╭──

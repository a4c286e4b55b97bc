pub mod beam;
pub mod bvh;
mod light;
mod movement;
pub mod primitives;
mod propagation;
mod surface;

pub use beam::{Beam, BeamEmission, BeamSource, BeamTarget, GoalState};
pub use light::{Ambient, LightId, PointLight, Spotlight};
pub use movement::CAMERA_SKIN;
pub use propagation::MAX_CHAIN_SEGMENTS;
pub use surface::{Shape, Surface};

use std::fmt;

use index_vec::IndexVec;
use nalgebra::{Rotation3, Unit};
use thiserror::Error;

use crate::{
    collision::{BroadPhase, narrow_phase},
    geometry::{FloatType, Ray, TexturePoint, WorldBox, WorldPoint, WorldVector},
    material::{MaterialId, MaterialTable},
};

use bvh::Bvh;

index_vec::define_index_type! {
    /// Index of a surface in the scene, stable for the lifetime of the scene.
    pub struct ObjectId = u32;
}

/// Geometric capability shared by every shape.
pub trait Object: fmt::Debug {
    /// Nearest intersection with `t` in `(t_min, t_max]`.
    fn intersect(&self, ray: &Ray, t_min: FloatType, t_max: FloatType) -> Option<ShapeHit>;
    fn get_bounding_box(&self) -> WorldBox;

    fn translate(&mut self, delta: &WorldVector);
    /// Rotates around `center()`. Shapes without orientation ignore this.
    fn rotate(&mut self, rotation: &Rotation3<FloatType>);
    fn center(&self) -> WorldPoint;

    /// Farthest point of the shape in `direction`.
    fn support(&self, direction: &WorldVector) -> WorldPoint;
}

/// Intersection as reported by a single shape, before the scene attaches ids.
#[derive(Clone, Debug, PartialEq)]
pub struct ShapeHit {
    pub t: FloatType,
    pub point: WorldPoint,
    /// Outward facing unit normal.
    pub normal: WorldVector,
    pub texture_coordinates: TexturePoint,
    pub beam_ratio: FloatType,
    /// Composite bodies paint their layers with their own materials.
    pub material: Option<MaterialId>,
}

impl ShapeHit {
    pub fn new(t: FloatType, point: WorldPoint, normal: WorldVector) -> Self {
        ShapeHit {
            t,
            point,
            normal,
            texture_coordinates: TexturePoint::origin(),
            beam_ratio: 0.0,
            material: None,
        }
    }

    pub fn with_texture_coordinates(self, texture_coordinates: TexturePoint) -> Self {
        ShapeHit {
            texture_coordinates,
            ..self
        }
    }

    pub fn with_beam_ratio(self, beam_ratio: FloatType) -> Self {
        ShapeHit {
            beam_ratio: beam_ratio.clamp(0.0, 1.0),
            ..self
        }
    }

    pub fn with_material(self, material: MaterialId) -> Self {
        ShapeHit {
            material: Some(material),
            ..self
        }
    }
}

#[derive(Clone, Debug, PartialEq)]
pub struct HitRecord {
    pub t: FloatType,
    pub point: WorldPoint,
    /// Unit normal facing against the incoming ray.
    pub normal: Unit<WorldVector>,
    /// Whether the ray hit the outside of the surface.
    pub front_face: bool,
    pub object: ObjectId,
    pub material: MaterialId,
    /// Position of the hit along a beam chain, 0 at the source and 1 at the end.
    pub beam_ratio: FloatType,
    pub texture_coordinates: TexturePoint,
}

impl HitRecord {
    pub fn new(ray: &Ray, hit: ShapeHit, object: ObjectId, material: MaterialId) -> Self {
        let front_face = ray.direction.dot(&hit.normal) <= 0.0;
        let outward = if front_face { hit.normal } else { -hit.normal };
        HitRecord {
            t: hit.t,
            point: hit.point,
            normal: Unit::new_normalize(outward),
            front_face,
            object,
            material: hit.material.unwrap_or(material),
            beam_ratio: hit.beam_ratio,
            texture_coordinates: hit.texture_coordinates,
        }
    }
}

/// Half open interval check used by all intersection routines.
pub(crate) fn in_range(t: FloatType, t_min: FloatType, t_max: FloatType) -> bool {
    t > t_min && t <= t_max
}

#[derive(Debug, Error, PartialEq)]
pub enum SceneError {
    #[error("Object at index {index} claims id {id}")]
    ObjectIdMismatch { index: usize, id: usize },

    #[error("Object {object} uses material {material}, but only {count} materials exist")]
    UnknownMaterial {
        object: usize,
        material: usize,
        count: usize,
    },

    #[error("Light {light} is attached to object {object}, which does not exist")]
    UnknownAttachment { light: usize, object: usize },
}

/// Progress towards the level goal.
#[derive(Clone, Debug, Default, PartialEq)]
pub struct ScoreState {
    /// Number of targets that have to be lit at the same time.
    pub target_required: usize,
    /// Score the caller expects the player to reach, kept with the level data.
    pub minimal_score: u32,
    pub lit_targets: usize,
}

impl ScoreState {
    pub fn goal_reached(&self) -> bool {
        self.lit_targets >= self.target_required
    }
}

/// Acceleration structures, only valid while geometry stays unchanged.
#[derive(Clone, Debug)]
struct SpatialIndex {
    bvh: Option<Bvh>,
    planes: Vec<ObjectId>,
}

#[derive(Clone, Debug)]
pub struct Scene {
    objects: IndexVec<ObjectId, Surface>,
    lights: IndexVec<LightId, PointLight>,
    pub ambient: Ambient,
    pub score: ScoreState,

    index: Option<SpatialIndex>,
    broad_phase: BroadPhase,

    /// Lights coming from the scene description, generated beam lights follow them.
    static_light_count: usize,
}

impl Scene {
    pub fn new(ambient: Ambient) -> Self {
        Scene {
            objects: IndexVec::new(),
            lights: IndexVec::new(),
            ambient,
            score: ScoreState::default(),
            index: None,
            broad_phase: BroadPhase::default(),
            static_light_count: 0,
        }
    }

    /// Builds a scene from already parsed parts, checking that ids are dense and references valid.
    pub fn from_parts(
        objects: Vec<Surface>,
        lights: Vec<PointLight>,
        ambient: Ambient,
        materials: &MaterialTable,
    ) -> Result<Self, SceneError> {
        for (index, surface) in objects.iter().enumerate() {
            if surface.id.index() != index {
                return Err(SceneError::ObjectIdMismatch {
                    index,
                    id: surface.id.index(),
                });
            }
            check_materials(surface, materials)?;
        }
        for (index, light) in lights.iter().enumerate() {
            if let Some(object) = light.attached {
                if object.index() >= objects.len() {
                    return Err(SceneError::UnknownAttachment {
                        light: index,
                        object: object.index(),
                    });
                }
            }
        }

        let mut scene = Scene::new(ambient);
        scene.static_light_count = lights.len();
        scene.objects = IndexVec::from_vec(objects);
        scene.lights = IndexVec::from_vec(lights);
        scene.adopt_beam_segments();
        Ok(scene)
    }

    /// Appends a surface, assigning it the next free id.
    pub fn add_surface(
        &mut self,
        mut surface: Surface,
        materials: &MaterialTable,
    ) -> Result<ObjectId, SceneError> {
        surface.id = self.objects.next_idx();
        check_materials(&surface, materials)?;
        self.invalidate();
        Ok(self.objects.push(surface))
    }

    pub fn add_light(&mut self, light: PointLight) -> Result<LightId, SceneError> {
        if let Some(object) = light.attached {
            if object.index() >= self.objects.len() {
                return Err(SceneError::UnknownAttachment {
                    light: self.lights.len(),
                    object: object.index(),
                });
            }
        }
        // Generated beam lights always come last
        self.lights.truncate(self.static_light_count);
        self.static_light_count += 1;
        Ok(self.lights.push(light))
    }

    pub fn objects(&self) -> &IndexVec<ObjectId, Surface> {
        &self.objects
    }

    pub fn object(&self, id: ObjectId) -> Option<&Surface> {
        self.objects.get(id)
    }

    pub fn lights(&self) -> &IndexVec<LightId, PointLight> {
        &self.lights
    }

    /// Rebuilds everything derived from geometry: beam chains, their lights and the
    /// acceleration structures. Call after mutating the scene and before rendering.
    pub fn refresh(&mut self, materials: &MaterialTable) {
        self.rebuild_index();
        self.rebuild_beams(materials);
        self.rebuild_index();
        self.broad_phase.invalidate();
    }

    /// Advances the flashing of lit targets.
    pub fn update_goals(&mut self, dt: FloatType, materials: &mut MaterialTable) {
        for surface in self.objects.iter_mut() {
            if let Shape::BeamTarget(target) = &mut surface.shape {
                target.update_goal(dt, materials);
            }
        }
    }

    /// Nearest hit along the ray within `(t_min, t_max]`.
    pub fn hit(&self, ray: &Ray, t_min: FloatType, t_max: FloatType) -> Option<HitRecord> {
        self.hit_filtered(ray, t_min, t_max, |_| true)
    }

    /// Nearest hit ignoring every surface rejected by `accept`.
    pub fn hit_filtered(
        &self,
        ray: &Ray,
        t_min: FloatType,
        t_max: FloatType,
        accept: impl Fn(&Surface) -> bool,
    ) -> Option<HitRecord> {
        if ray.is_degenerate() {
            return None;
        }

        let test = |id: ObjectId, t_max: FloatType| {
            let surface = &self.objects[id];
            if accept(surface) {
                surface.intersect(ray, t_min, t_max)
            } else {
                None
            }
        };

        let Some(index) = &self.index else {
            // Geometry changed since the last refresh, test everything
            return self.objects.indices().fold(None, |best, id| {
                let limit = best.as_ref().map_or(t_max, |h: &HitRecord| h.t);
                test(id, limit).or(best)
            });
        };

        let best = index
            .bvh
            .as_ref()
            .and_then(|bvh| bvh.nearest_hit(ray, t_min, t_max, |id, limit| test(id, limit)));

        index.planes.iter().fold(best, |best, id| {
            let limit = best.as_ref().map_or(t_max, |h| h.t);
            test(*id, limit).or(best)
        })
    }

    /// Tests the object against everything it could touch.
    pub fn collides(&mut self, id: ObjectId) -> bool {
        let Some(surface) = self.objects.get(id) else {
            return false;
        };
        if !surface.is_solid() {
            return false;
        }
        let collider = surface.collider();
        let bounding_box = surface.shape.get_bounding_box();

        let candidates = self.broad_phase.candidates(&self.objects, &bounding_box);
        let planes = self
            .objects
            .iter()
            .filter(|other| matches!(other.shape, Shape::Plane(_)))
            .map(|other| other.id);

        candidates
            .into_iter()
            .chain(planes)
            .filter(|other| *other != id)
            .any(|other| {
                narrow_phase::collide(&collider, &self.objects[other].collider()).hit
            })
    }

    /// Drops acceleration structures after a geometry change.
    fn invalidate(&mut self) {
        self.index = None;
        self.broad_phase.invalidate();
    }

    fn rebuild_index(&mut self) {
        let (bounded, planes): (Vec<_>, Vec<_>) = self
            .objects
            .iter()
            .filter(|surface| surface.is_visible())
            .map(|surface| surface.id)
            .partition(|id| !matches!(self.objects[*id].shape, Shape::Plane(_)));

        let bvh = Bvh::build(
            bounded
                .into_iter()
                .map(|id| (id, self.objects[id].shape.get_bounding_box()))
                .collect(),
        );
        if let Some(bvh) = &bvh {
            bvh.log_statistics();
        }
        self.index = Some(SpatialIndex { bvh, planes });
    }
}

fn check_materials(surface: &Surface, materials: &MaterialTable) -> Result<(), SceneError> {
    match surface
        .materials()
        .find(|material| material.index() >= materials.len())
    {
        Some(material) => Err(SceneError::UnknownMaterial {
            object: surface.id.index(),
            material: material.index(),
            count: materials.len(),
        }),
        None => Ok(()),
    }
}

╰──

### [Requirement]
Copy out each line of the entries where the word "WorldBox" is found.

### [Your response]
    geometry::{FloatType, Ray, TexturePoint, WorldBox, WorldPoint, WorldVector},
    fn get_bounding_box(&self) -> WorldBox;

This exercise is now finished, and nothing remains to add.